Dealerships geared up for used EVs have the opportunity to win more customers, but the focus needs to be on understanding their local or regional market. If the stock they are buying in does not match what motorists want they will have to work harder to make their used EVs desirable, which will inevitably erode profit margins.
Demand-led sourcing is an essential practice when retailing EVs. Knowing which body types, equipment levels, marques and price brackets work best for the local customer base is a fundamental for any dealership.
When it comes to securing one-owner used EVs for stock unfortunately the dealers’ traditional and best source, the part-exchange, is rare in comparison to with petrol cars. The dominance of the fleet and leasing sector in new EV purchases, together with growth in salary-sacrifice schemes to tempt employees outside of company car programmes, has meant that the franchised dealer’s PCP renewal cohort is reducing.
Motability is always a good source, but generally most end-of-lease electric cars are reaching the auction and remarketing sector, including closed and open auctions, where dealers are having to compete for the more desirable stock.
Typically, only once an EV is at the end of its second or even third ownership period is it coming to dealers as a trade-in.
Although the use of remarketing platforms comes at a cost, due to the fees involved, the advantages they offer are numerous, given that ex-lease and ex-rental EVs will often have predictable mileage, good maintenance records and offer dealers a breadth of choice in mainstream colours and trim levels. If one falls outside your stock profile, chances are there will soon be another coming under the hammer.
Another benefit of ex-lease EVs from auctions is that these will generally still have manufacturer warranty covering the battery and electric drivetrain. To help build public confidence in EVs many carmakers provide battery warranties for as long as eight years or 100,000 miles.
Here, though, the car’s service history is probably more critical than it has ever been. Knowing that an EV has had its scheduled maintenance to the manufacturer standard will help to avoid any likelihood of the OEM finding a way to reject a claim should the customer who eventually drives the car off the forecourt later experience a battery failure or significant degradation of energy capacity.
Dealerships considering stocking older EVs need to do so while being conscious that many electric cars available before 2020 had limited range from new in comparison to recent EVs. These may seem less appealing to the majority of customers. In 2018 the average maximum stated range of a new EV was around 180 miles, and in 2015 it was around just 130 miles.

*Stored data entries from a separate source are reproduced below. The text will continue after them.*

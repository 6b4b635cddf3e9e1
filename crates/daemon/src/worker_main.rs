// SPDX-License-Identifier: BUSL-1.1
// Copyright (c) 2026 Alfred Jean LLC

//! Overseer worker (ovs-worker)
//!
//! Per-project scheduler process, normally spawned detached by ovsd.
//! Owns one workspace and drives its task graph until idle, killed, or
//! fatal. Exit codes: 0 clean shutdown or idle, 1 fatal.

// Allow panic!/unwrap/expect in test code
#![cfg_attr(test, allow(clippy::panic))]
#![cfg_attr(test, allow(clippy::unwrap_used))]
#![cfg_attr(test, allow(clippy::expect_used))]

use async_trait::async_trait;
use clap::Parser;
use ovs_adapters::{
    ChatAdapter, ChatError, HttpChatAdapter, NoopChatAdapter, SubprocessReasoningAdapter,
};
use ovs_core::{
    Config, Event, SystemClock, Task, TaskConfig, TaskId, UuidIdGen, WorkerId, WorkerStatus,
};
use ovs_core::{Clock, IdGen};
use ovs_daemon::{logging, PidFile};
use ovs_engine::{ExitReason, SchedulerConfig, WorkerScheduler};
use ovs_store::Store;
use std::path::Path;
use tokio::signal::unix::{signal, SignalKind};
use tracing::{error, info};

#[derive(Parser, Debug)]
#[command(name = "ovs-worker", version, about = "Overseer per-project worker scheduler")]
struct Args {
    /// Worker identity (project name)
    #[arg(long)]
    name: String,

    /// Create a root task from this prompt when none is open
    #[arg(long)]
    prompt: Option<String>,

    /// Target chat channel for notifications
    #[arg(long)]
    chat_id: Option<String>,
}

/// Chat adapter selected at startup from the configured credentials.
#[derive(Clone)]
enum WorkerChat {
    Http(HttpChatAdapter),
    Noop(NoopChatAdapter),
}

#[async_trait]
impl ChatAdapter for WorkerChat {
    async fn send_message(&self, chat_id: &str, text: &str) -> Result<(), ChatError> {
        match self {
            WorkerChat::Http(inner) => inner.send_message(chat_id, text).await,
            WorkerChat::Noop(inner) => inner.send_message(chat_id, text).await,
        }
    }

    async fn send_image(&self, chat_id: &str, path: &Path) -> Result<(), ChatError> {
        match self {
            WorkerChat::Http(inner) => inner.send_image(chat_id, path).await,
            WorkerChat::Noop(inner) => inner.send_image(chat_id, path).await,
        }
    }
}

/// Load `KEY=VALUE` lines from the env file the supervisor materialized,
/// without overriding variables already present.
fn load_env_file() {
    let Ok(path) = std::env::var("OVERSEER_ENV_FILE") else {
        return;
    };
    let Ok(contents) = std::fs::read_to_string(&path) else {
        return;
    };
    for line in contents.lines() {
        let Some((key, value)) = line.split_once('=') else {
            continue;
        };
        if std::env::var_os(key).is_none() {
            std::env::set_var(key, value);
        }
    }
}

#[tokio::main]
async fn main() {
    let args = Args::parse();
    load_env_file();

    let config = match Config::from_env() {
        Ok(config) => config,
        Err(e) => {
            eprintln!("error: {e}");
            std::process::exit(1);
        }
    };

    let log_path = config.log_dir.join(format!("worker-{}.log", args.name));
    logging::rotate_log_if_needed(&log_path);
    if let Err(e) = logging::write_startup_marker(&log_path, "ovs-worker") {
        eprintln!("error: cannot write log file: {e}");
        std::process::exit(1);
    }
    let log_guard = match logging::setup(&log_path) {
        Ok(guard) => guard,
        Err(e) => {
            eprintln!("error: cannot set up logging: {e}");
            std::process::exit(1);
        }
    };

    let code = run(args, config, &log_path).await;
    // Flush buffered log lines before exiting
    drop(log_guard);
    std::process::exit(code);
}

async fn run(args: Args, config: Config, log_path: &Path) -> i32 {
    let clock = SystemClock;
    let idgen = UuidIdGen;

    let store = match Store::open(&config.store_path) {
        Ok(store) => store,
        Err(e) => {
            logging::write_startup_error(log_path, &e);
            error!(error = %e, "cannot open store");
            return 1;
        }
    };

    // One worker process per name
    let _pidfile = match PidFile::acquire(&config.pid_file_for(&args.name)) {
        Ok(pidfile) => pidfile,
        Err(e) => {
            logging::write_startup_error(log_path, &e);
            error!(error = %e, "another worker owns this name");
            return 1;
        }
    };

    let now_ms = clock.epoch_ms();
    let worker = match store.get_or_create_worker(
        &WorkerId::new(idgen.next()),
        &args.name,
        args.chat_id.as_deref(),
        now_ms,
    ) {
        Ok(worker) => worker,
        Err(e) => {
            error!(error = %e, "cannot resolve worker record");
            return 1;
        }
    };
    let worker_id = worker.id.clone();

    // Claim the record: our pid, active status. The liveness session the
    // supervisor recorded (if any) is preserved.
    let startup = store
        .set_worker_process(
            &worker_id,
            Some(std::process::id()),
            worker.liveness_session.as_deref(),
            now_ms,
        )
        .and_then(|()| store.set_worker_status(&worker_id, WorkerStatus::Active, now_ms));
    if let Err(e) = startup {
        error!(error = %e, "cannot claim worker record");
        return 1;
    }

    // Adopt leftovers from a previous process that died without a signal
    // handler (SIGKILL, power loss): running tasks cannot be resumed
    match store.fail_running_tasks(&worker_id, "daemon shutdown (recovered)", now_ms) {
        Ok(adopted) => {
            for task in &adopted {
                let _ = store.append_event(
                    &worker_id,
                    &Event::TaskFailed {
                        task_id: task.id.clone(),
                        title: task.title.clone(),
                        reason: "daemon shutdown (recovered)".to_string(),
                    },
                    now_ms,
                );
            }
            if !adopted.is_empty() {
                info!(count = adopted.len(), "failed tasks left running by a dead worker");
            }
        }
        Err(e) => {
            error!(error = %e, "cannot adopt leftover tasks");
            return 1;
        }
    }

    // A prompt creates a root task when no root is open
    if let Some(prompt) = &args.prompt {
        let has_open_root = match store.root_tasks(&worker_id) {
            Ok(roots) => roots.iter().any(|r| !r.status.is_terminal()),
            Err(e) => {
                error!(error = %e, "cannot inspect root tasks");
                return 1;
            }
        };
        if !has_open_root {
            let title: String = prompt.chars().take(60).collect();
            let task = Task::new(
                TaskConfig::root(TaskId::new(idgen.next()), worker_id.clone(), title, prompt),
                clock.epoch_ms(),
            );
            if let Err(e) = store.create_task(&task) {
                error!(error = %e, "cannot create root task");
                return 1;
            }
            info!(task_id = %task.id, "root task created from prompt");
        }
    }

    let workspace = config.workspace_for(&args.name);
    if let Err(e) = std::fs::create_dir_all(&workspace) {
        error!(error = %e, workspace = %workspace.display(), "cannot create workspace");
        return 1;
    }

    let reasoning = SubprocessReasoningAdapter::new(config.reasoning_cmd.clone());
    let chat = match (&config.chat_api, &config.chat_token) {
        (Some(api), Some(token)) => WorkerChat::Http(HttpChatAdapter::new(api, token)),
        _ => {
            info!("chat credentials not configured, notifications disabled");
            WorkerChat::Noop(NoopChatAdapter::new())
        }
    };

    let scheduler_config = SchedulerConfig::from_config(&config, workspace);
    let mut scheduler = WorkerScheduler::new(
        store.clone(),
        worker_id.clone(),
        reasoning,
        chat,
        clock.clone(),
        idgen,
        scheduler_config,
    );

    info!(worker = %args.name, "worker scheduler running");

    let mut sigterm = match signal(SignalKind::terminate()) {
        Ok(s) => s,
        Err(e) => {
            error!(error = %e, "cannot install SIGTERM handler");
            return 1;
        }
    };
    let mut sigint = match signal(SignalKind::interrupt()) {
        Ok(s) => s,
        Err(e) => {
            error!(error = %e, "cannot install SIGINT handler");
            return 1;
        }
    };

    let exit = tokio::select! {
        reason = scheduler.run() => reason,
        _ = sigterm.recv() => {
            if let Err(e) = scheduler.shutdown("daemon shutdown (SIGTERM)").await {
                error!(error = %e, "shutdown failed");
            }
            ExitReason::Killed
        }
        _ = sigint.recv() => {
            if let Err(e) = scheduler.shutdown("daemon shutdown (SIGINT)").await {
                error!(error = %e, "shutdown failed");
            }
            ExitReason::Killed
        }
    };

    let now_ms = clock.epoch_ms();
    match exit {
        ExitReason::Idle | ExitReason::Killed => {
            // Release the record: no pid, no liveness session
            let _ = store.set_worker_process(&worker_id, None, None, now_ms);
            info!(worker = %args.name, ?exit, "worker exiting cleanly");
            0
        }
        ExitReason::Fatal => {
            let _ = store.set_worker_process(&worker_id, None, None, now_ms);
            error!(worker = %args.name, "worker exiting after consecutive errors");
            1
        }
    }
}
// SPDX-License-Identifier: BUSL-1.1
// Copyright (c) 2026 Alfred Jean LLC

//! Chat-channel adapters.
//!
//! The chat relay inserts commands through the store; these adapters only
//! carry the outbound direction (notifications and images).

mod http;
mod noop;

pub use http::HttpChatAdapter;
pub use noop::NoopChatAdapter;

// Test support - only compiled for tests or when explicitly requested
#[cfg(any(test, feature = "test-support"))]
mod fake;
#[cfg(any(test, feature = "test-support"))]
pub use fake::{ChatCall, FakeChatAdapter};

use async_trait::async_trait;
use std::path::Path;
use thiserror::Error;

/// Errors from chat operations
#[derive(Debug, Error)]
pub enum ChatError {
    #[error("send failed: {0}")]
    SendFailed(String),
    #[error("chat service returned {status}: {body}")]
    Rejected { status: u16, body: String },
}

/// Adapter for sending messages to a chat channel
#[async_trait]
pub trait ChatAdapter: Clone + Send + Sync + 'static {
    /// Send a text message to a channel
    async fn send_message(&self, chat_id: &str, text: &str) -> Result<(), ChatError>;

    /// Send an image file to a channel
    async fn send_image(&self, chat_id: &str, path: &Path) -> Result<(), ChatError>;
}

Nevertheless, with the right third-party warranties and battery checks in place there is a market for these modest-range EVs at the right price, particularly for second cars of a household that are used mostly for suburban commutes. After all, YouGov data from 2025 shows that among all everyday drivers, two in five (41%) typically travel 10-20 miles per day, one in five does less than 10 miles, and another one in five daily drivers cover 20-40 miles. So even a well-used mid-2010s electric car is still likely to be adequate for a good proportion of motorists, even after accounting for some battery degradation.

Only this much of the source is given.